§ Problem requirements
Consider the listing below. Extract exactly the lines from the line containing "filename src/cli/init.rs" to the line containing "members.for_each_member(&mut |id, record|", both included.

§ Recorded information

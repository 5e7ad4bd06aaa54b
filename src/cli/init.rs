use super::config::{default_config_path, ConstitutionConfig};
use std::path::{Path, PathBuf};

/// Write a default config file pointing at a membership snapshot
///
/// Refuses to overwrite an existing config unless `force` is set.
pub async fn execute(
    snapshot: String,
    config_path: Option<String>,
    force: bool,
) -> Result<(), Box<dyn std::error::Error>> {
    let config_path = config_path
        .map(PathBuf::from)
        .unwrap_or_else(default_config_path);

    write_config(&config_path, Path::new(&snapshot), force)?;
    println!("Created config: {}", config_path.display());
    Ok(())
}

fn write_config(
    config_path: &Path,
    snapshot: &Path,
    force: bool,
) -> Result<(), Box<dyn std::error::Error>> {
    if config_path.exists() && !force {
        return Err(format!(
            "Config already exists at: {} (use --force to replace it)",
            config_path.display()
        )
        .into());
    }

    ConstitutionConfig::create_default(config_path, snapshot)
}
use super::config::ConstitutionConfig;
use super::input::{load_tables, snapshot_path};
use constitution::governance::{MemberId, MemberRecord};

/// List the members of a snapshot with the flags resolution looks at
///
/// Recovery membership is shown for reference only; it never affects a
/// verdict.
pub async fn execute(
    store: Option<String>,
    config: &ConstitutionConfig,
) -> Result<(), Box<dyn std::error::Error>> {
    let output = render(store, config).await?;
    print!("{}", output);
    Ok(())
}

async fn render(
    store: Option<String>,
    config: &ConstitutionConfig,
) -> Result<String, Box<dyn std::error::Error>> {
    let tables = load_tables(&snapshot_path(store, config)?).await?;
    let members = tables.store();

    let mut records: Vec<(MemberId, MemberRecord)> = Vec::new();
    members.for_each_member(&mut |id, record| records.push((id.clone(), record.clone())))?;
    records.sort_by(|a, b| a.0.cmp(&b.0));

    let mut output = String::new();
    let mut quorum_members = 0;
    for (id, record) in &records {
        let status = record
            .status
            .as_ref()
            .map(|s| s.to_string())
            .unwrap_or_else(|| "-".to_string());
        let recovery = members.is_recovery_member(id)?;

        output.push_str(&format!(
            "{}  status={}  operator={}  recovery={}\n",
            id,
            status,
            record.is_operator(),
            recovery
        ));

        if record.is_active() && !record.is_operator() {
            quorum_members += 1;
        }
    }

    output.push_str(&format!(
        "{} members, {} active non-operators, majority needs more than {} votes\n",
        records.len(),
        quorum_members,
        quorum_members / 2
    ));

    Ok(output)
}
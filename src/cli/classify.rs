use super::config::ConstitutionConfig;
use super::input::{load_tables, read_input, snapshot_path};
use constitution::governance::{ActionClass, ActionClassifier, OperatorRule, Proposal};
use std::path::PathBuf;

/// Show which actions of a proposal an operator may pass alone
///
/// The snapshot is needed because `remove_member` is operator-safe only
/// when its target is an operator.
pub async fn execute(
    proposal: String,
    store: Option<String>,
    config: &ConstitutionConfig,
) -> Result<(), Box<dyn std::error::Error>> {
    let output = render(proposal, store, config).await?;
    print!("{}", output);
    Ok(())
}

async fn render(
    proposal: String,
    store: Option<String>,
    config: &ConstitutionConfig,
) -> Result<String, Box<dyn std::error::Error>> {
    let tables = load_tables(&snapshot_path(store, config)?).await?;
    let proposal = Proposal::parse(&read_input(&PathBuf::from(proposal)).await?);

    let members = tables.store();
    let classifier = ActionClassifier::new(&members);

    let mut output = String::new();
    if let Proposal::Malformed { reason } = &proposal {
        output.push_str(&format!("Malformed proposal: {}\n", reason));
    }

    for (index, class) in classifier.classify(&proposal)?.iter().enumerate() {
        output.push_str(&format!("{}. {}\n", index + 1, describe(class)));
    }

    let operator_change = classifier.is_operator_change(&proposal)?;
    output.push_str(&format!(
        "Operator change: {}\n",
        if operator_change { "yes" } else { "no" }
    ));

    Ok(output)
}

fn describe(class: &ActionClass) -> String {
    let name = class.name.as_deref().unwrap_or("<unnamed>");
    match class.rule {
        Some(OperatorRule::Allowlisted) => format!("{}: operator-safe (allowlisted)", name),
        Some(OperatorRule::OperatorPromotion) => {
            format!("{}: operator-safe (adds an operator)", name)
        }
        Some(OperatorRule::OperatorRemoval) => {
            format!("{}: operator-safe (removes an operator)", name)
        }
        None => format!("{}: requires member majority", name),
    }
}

§ Answer space
filename src/cli/init.rs
use super::config::{default_config_path, ConstitutionConfig};
use std::path::{Path, PathBuf};

/// Write a default config file pointing at a membership snapshot
///
/// Refuses to overwrite an existing config unless `force` is set.
pub async fn execute(
    snapshot: String,
    config_path: Option<String>,
    force: bool,
) -> Result<(), Box<dyn std::error::Error>> {
    let config_path = config_path
        .map(PathBuf::from)
        .unwrap_or_else(default_config_path);

    write_config(&config_path, Path::new(&snapshot), force)?;
    println!("Created config: {}", config_path.display());
    Ok(())
}

fn write_config(
    config_path: &Path,
    snapshot: &Path,
    force: bool,
) -> Result<(), Box<dyn std::error::Error>> {
    if config_path.exists() && !force {
        return Err(format!(
            "Config already exists at: {} (use --force to replace it)",
            config_path.display()
        )
        .into());
    }

    ConstitutionConfig::create_default(config_path, snapshot)
}
use super::config::ConstitutionConfig;
use super::input::{load_tables, snapshot_path};
use constitution::governance::{MemberId, MemberRecord};

/// List the members of a snapshot with the flags resolution looks at
///
/// Recovery membership is shown for reference only; it never affects a
/// verdict.
pub async fn execute(
    store: Option<String>,
    config: &ConstitutionConfig,
) -> Result<(), Box<dyn std::error::Error>> {
    let output = render(store, config).await?;
    print!("{}", output);
    Ok(())
}

async fn render(
    store: Option<String>,
    config: &ConstitutionConfig,
) -> Result<String, Box<dyn std::error::Error>> {
    let tables = load_tables(&snapshot_path(store, config)?).await?;
    let members = tables.store();

    let mut records: Vec<(MemberId, MemberRecord)> = Vec::new();
    members.for_each_member(&mut |id, record| records.push((id.clone(), record.clone())))?;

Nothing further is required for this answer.